Exercise details:
Output only the lines of the entries that follow, starting at the one with "filename src/loggers/hook.rs" and running down to the one with "levels.dedup();", both included and unchanged.

Data supplied:

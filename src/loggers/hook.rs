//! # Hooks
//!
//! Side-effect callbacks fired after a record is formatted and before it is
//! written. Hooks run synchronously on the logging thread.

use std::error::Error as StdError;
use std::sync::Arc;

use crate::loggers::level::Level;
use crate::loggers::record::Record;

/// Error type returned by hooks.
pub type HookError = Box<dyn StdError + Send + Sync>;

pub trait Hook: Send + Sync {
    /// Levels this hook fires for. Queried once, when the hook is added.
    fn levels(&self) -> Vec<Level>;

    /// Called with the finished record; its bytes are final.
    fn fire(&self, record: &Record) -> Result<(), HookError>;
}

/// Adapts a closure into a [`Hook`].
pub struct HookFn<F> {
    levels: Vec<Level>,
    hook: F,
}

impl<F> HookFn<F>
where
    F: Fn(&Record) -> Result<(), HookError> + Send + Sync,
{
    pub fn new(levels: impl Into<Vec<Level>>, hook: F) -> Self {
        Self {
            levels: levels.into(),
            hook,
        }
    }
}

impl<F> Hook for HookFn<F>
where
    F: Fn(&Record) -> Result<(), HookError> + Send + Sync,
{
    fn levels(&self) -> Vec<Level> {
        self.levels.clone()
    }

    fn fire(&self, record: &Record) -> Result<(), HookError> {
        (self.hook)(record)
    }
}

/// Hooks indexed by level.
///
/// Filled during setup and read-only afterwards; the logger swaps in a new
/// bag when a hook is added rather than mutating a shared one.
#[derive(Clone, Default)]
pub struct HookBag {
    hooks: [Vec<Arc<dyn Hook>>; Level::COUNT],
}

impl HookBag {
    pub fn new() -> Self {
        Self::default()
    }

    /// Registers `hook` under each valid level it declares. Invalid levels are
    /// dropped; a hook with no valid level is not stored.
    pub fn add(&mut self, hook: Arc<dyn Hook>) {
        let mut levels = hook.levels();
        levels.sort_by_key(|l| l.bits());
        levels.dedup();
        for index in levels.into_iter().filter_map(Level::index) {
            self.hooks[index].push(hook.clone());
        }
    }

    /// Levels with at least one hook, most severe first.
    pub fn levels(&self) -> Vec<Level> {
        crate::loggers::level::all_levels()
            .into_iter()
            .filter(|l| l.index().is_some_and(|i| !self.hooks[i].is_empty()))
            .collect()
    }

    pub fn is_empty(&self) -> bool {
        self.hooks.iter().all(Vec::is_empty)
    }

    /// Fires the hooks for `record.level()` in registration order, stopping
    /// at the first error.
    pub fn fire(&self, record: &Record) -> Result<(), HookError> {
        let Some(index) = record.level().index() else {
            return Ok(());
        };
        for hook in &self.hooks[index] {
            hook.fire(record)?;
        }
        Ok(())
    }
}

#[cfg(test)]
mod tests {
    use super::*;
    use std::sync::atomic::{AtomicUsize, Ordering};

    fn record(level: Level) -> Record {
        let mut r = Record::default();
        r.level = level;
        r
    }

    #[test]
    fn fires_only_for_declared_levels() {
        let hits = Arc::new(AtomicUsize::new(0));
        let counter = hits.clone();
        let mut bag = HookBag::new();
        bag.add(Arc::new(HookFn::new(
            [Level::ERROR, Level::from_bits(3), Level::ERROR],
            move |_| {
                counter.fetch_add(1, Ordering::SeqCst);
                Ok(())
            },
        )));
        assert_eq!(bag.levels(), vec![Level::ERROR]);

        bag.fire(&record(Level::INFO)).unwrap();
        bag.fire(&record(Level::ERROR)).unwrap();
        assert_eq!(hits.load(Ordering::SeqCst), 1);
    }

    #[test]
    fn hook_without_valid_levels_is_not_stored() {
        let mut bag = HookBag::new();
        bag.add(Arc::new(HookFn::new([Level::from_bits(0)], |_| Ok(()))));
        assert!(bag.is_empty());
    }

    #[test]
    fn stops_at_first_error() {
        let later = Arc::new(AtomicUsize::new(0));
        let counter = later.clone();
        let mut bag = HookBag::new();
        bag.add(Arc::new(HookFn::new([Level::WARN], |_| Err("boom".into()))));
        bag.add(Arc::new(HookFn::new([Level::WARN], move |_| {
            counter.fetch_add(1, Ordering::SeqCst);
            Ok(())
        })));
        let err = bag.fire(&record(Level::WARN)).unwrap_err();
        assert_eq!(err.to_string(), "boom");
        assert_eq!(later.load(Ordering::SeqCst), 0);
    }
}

...

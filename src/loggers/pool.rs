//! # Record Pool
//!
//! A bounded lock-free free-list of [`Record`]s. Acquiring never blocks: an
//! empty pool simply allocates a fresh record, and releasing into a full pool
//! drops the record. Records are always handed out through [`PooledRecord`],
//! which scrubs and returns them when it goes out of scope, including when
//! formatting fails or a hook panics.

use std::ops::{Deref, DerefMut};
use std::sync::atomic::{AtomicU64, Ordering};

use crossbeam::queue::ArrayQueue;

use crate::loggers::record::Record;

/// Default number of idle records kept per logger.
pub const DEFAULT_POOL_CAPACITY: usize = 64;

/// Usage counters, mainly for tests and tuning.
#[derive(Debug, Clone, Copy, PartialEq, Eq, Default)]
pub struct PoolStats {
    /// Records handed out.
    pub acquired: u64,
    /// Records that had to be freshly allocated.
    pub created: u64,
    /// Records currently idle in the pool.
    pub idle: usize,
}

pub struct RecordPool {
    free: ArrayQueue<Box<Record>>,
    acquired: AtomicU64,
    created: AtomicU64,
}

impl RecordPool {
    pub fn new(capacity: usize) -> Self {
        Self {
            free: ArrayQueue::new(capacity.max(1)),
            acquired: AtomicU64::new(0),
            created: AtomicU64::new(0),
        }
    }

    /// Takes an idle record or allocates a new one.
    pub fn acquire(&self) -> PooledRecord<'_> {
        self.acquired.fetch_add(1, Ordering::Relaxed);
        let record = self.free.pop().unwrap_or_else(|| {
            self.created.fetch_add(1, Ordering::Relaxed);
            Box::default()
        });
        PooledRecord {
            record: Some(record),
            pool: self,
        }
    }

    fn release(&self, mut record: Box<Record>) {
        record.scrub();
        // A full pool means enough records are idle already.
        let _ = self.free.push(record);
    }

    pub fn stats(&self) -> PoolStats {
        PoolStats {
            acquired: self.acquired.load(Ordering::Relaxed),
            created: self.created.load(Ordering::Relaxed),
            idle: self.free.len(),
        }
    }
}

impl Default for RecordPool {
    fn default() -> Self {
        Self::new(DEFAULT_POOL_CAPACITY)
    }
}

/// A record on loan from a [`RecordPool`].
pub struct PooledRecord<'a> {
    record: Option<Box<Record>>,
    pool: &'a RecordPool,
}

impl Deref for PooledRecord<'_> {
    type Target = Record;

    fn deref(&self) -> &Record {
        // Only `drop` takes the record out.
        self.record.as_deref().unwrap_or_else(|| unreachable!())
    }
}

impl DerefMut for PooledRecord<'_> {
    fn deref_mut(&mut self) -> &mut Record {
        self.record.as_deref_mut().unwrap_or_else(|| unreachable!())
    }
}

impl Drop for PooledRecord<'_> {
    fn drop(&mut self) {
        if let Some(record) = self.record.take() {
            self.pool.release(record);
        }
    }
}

Result:
filename src/loggers/hook.rs
//! # Hooks
//!
//! Side-effect callbacks fired after a record is formatted and before it is
//! written. Hooks run synchronously on the logging thread.

use std::error::Error as StdError;
use std::sync::Arc;

use crate::loggers::level::Level;
use crate::loggers::record::Record;

/// Error type returned by hooks.
pub type HookError = Box<dyn StdError + Send + Sync>;

pub trait Hook: Send + Sync {
    /// Levels this hook fires for. Queried once, when the hook is added.
    fn levels(&self) -> Vec<Level>;

    /// Called with the finished record; its bytes are final.
    fn fire(&self, record: &Record) -> Result<(), HookError>;
}

/// Adapts a closure into a [`Hook`].
pub struct HookFn<F> {
    levels: Vec<Level>,
    hook: F,
}

impl<F> HookFn<F>
where
    F: Fn(&Record) -> Result<(), HookError> + Send + Sync,
{
    pub fn new(levels: impl Into<Vec<Level>>, hook: F) -> Self {
        Self {
            levels: levels.into(),
            hook,
        }
    }
}

impl<F> Hook for HookFn<F>
where
    F: Fn(&Record) -> Result<(), HookError> + Send + Sync,
{
    fn levels(&self) -> Vec<Level> {
        self.levels.clone()
    }

    fn fire(&self, record: &Record) -> Result<(), HookError> {
        (self.hook)(record)
    }
}

/// Hooks indexed by level.
///
/// Filled during setup and read-only afterwards; the logger swaps in a new
/// bag when a hook is added rather than mutating a shared one.
#[derive(Clone, Default)]
pub struct HookBag {
    hooks: [Vec<Arc<dyn Hook>>; Level::COUNT],
}

impl HookBag {
    pub fn new() -> Self {
        Self::default()
    }

    /// Registers `hook` under each valid level it declares. Invalid levels are
    /// dropped; a hook with no valid level is not stored.
    pub fn add(&mut self, hook: Arc<dyn Hook>) {
        let mut levels = hook.levels();
        levels.sort_by_key(|l| l.bits());
        levels.dedup();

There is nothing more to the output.